Imagine that we have two very large directories (tens or hundreds of
The idea would be that after modifying the files in one of the PCs, we could copy only the changes to the other PC (which in principle would be little data volume) without having to copy all the files every time (remember that we speak of many GB of data ).
If both systems are connected by network (local, Internet), although there may be other different solutions, my preferred solution would be to use
We could also choose to store the data in ”
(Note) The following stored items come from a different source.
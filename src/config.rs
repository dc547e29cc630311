//! Service configuration loaded from environment variables.

use std::time::Duration;

use crate::debounce::{LIST_RELOAD_DELAY, PRICE_RECOMPUTE_DELAY};

/// Runtime configuration.
///
/// | Env Var                    | Default     |
/// |----------------------------|-------------|
/// | `HOST`                     | `0.0.0.0`   |
/// | `PORT`                     | `8080`      |
/// | `DATABASE_URL`             | (required)  |
/// | `DATABASE_MAX_CONNECTIONS` | `5`         |
/// | `CURRENCY`                 | `EUR`       |
/// | `PRICE_DEBOUNCE_MS`        | `100`       |
/// | `LIST_DEBOUNCE_MS`         | `150`       |
#[derive(Debug, Clone)]
pub struct Config {
    pub host: String,
    pub port: u16,
    pub database_url: String,
    pub database_max_connections: u32,
    pub currency: String,
    pub price_debounce: Duration,
    pub list_debounce: Duration,
}

/// A configuration value that could not be used
#[derive(Debug, thiserror::Error)]
pub enum ConfigError {
    #[error("{0} must be set")]
    Missing(&'static str),

    #[error("{name} has invalid value {value:?}")]
    Invalid { name: &'static str, value: String },
}

impl Config {
    pub fn from_env() -> Result<Self, ConfigError> {
        Self::from_lookup(|name| std::env::var(name).ok())
    }

    /// Build from any variable source; `from_env` uses the process environment
    pub fn from_lookup<F>(lookup: F) -> Result<Self, ConfigError>
    where
        F: Fn(&str) -> Option<String>,
    {
        let parsed = |name: &'static str, default: u64| -> Result<u64, ConfigError> {
            match lookup(name) {
                Some(value) => value
                    .trim()
                    .parse()
                    .map_err(|_| ConfigError::Invalid { name, value }),
                None => Ok(default),
            }
        };

        let port = parsed("PORT", 8080)?;
        let port = u16::try_from(port).map_err(|_| ConfigError::Invalid {
            name: "PORT",
            value: port.to_string(),
        })?;

        let database_max_connections = parsed("DATABASE_MAX_CONNECTIONS", 5)?;
        let database_max_connections =
            u32::try_from(database_max_connections).map_err(|_| ConfigError::Invalid {
                name: "DATABASE_MAX_CONNECTIONS",
                value: database_max_connections.to_string(),
            })?;

        Ok(Self {
            host: lookup("HOST").unwrap_or_else(|| "0.0.0.0".to_string()),
            port,
            database_url: lookup("DATABASE_URL").ok_or(ConfigError::Missing("DATABASE_URL"))?,
            database_max_connections,
            currency: lookup("CURRENCY")
                .map(|c| c.trim().to_uppercase())
                .filter(|c| !c.is_empty())
                .unwrap_or_else(|| "EUR".to_string()),
            price_debounce: Duration::from_millis(parsed(
                "PRICE_DEBOUNCE_MS",
                PRICE_RECOMPUTE_DELAY.as_millis() as u64,
            )?),
            list_debounce: Duration::from_millis(parsed(
                "LIST_DEBOUNCE_MS",
                LIST_RELOAD_DELAY.as_millis() as u64,
            )?),
        })
    }

    pub fn bind_addr(&self) -> String {
        format!("{}:{}", self.host, self.port)
    }
}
100,000,000,000 bytes / (1,000,000 bit / s / 8 bytes / bit) = 800,000 s = 9.26 days
If we do not have
rsync, or storage in the cloud, and perhaps no network access, there would be those who would copy all the files to an external hard drive (hundreds of GB) or maybe who would keep track of which files have changed to copy only those to A USB stick. And later still have to re-copy the files in the target system …
Well, it turns out to
rdiffdirbe an excellent solution to this problem.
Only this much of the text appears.